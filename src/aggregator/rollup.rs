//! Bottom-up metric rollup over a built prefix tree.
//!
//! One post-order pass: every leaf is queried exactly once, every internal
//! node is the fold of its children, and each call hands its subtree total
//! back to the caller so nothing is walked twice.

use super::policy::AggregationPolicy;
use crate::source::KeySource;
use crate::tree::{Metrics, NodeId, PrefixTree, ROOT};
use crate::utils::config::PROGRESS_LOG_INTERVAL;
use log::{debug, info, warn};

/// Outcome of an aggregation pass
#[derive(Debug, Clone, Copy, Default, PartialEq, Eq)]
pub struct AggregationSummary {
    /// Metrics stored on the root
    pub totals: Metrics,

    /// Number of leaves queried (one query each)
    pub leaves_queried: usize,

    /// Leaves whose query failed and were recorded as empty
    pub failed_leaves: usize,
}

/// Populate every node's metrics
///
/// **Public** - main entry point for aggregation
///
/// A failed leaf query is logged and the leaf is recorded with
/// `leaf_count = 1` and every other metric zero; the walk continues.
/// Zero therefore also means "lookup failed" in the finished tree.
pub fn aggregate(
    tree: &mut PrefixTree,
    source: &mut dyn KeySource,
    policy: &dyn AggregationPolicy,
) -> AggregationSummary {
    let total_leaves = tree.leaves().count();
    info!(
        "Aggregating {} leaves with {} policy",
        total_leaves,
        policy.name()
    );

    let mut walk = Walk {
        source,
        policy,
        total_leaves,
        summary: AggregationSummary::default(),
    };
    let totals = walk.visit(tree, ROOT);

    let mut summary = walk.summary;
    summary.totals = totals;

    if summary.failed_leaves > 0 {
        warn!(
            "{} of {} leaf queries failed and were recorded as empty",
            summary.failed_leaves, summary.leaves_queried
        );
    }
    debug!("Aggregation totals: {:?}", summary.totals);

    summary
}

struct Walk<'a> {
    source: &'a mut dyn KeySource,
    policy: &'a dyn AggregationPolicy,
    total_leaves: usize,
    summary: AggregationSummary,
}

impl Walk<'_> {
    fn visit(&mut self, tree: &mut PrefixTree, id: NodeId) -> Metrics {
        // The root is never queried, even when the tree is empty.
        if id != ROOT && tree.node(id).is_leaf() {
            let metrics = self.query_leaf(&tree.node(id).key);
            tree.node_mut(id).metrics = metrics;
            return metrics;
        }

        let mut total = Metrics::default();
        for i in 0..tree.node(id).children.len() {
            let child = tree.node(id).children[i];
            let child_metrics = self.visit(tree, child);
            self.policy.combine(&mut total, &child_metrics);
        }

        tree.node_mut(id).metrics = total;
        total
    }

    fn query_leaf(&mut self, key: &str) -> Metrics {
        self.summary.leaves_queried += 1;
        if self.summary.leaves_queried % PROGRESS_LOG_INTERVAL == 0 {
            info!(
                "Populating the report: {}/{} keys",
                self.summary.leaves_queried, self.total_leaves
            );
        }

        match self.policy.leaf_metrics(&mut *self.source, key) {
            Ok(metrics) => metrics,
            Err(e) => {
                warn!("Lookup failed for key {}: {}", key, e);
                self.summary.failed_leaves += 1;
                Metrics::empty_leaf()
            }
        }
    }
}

Activity
From the material above, copy every line that has the word "AggregationPolicy" in it.

Task response
use super::policy::AggregationPolicy;
    policy: &dyn AggregationPolicy,
    policy: &'a dyn AggregationPolicy,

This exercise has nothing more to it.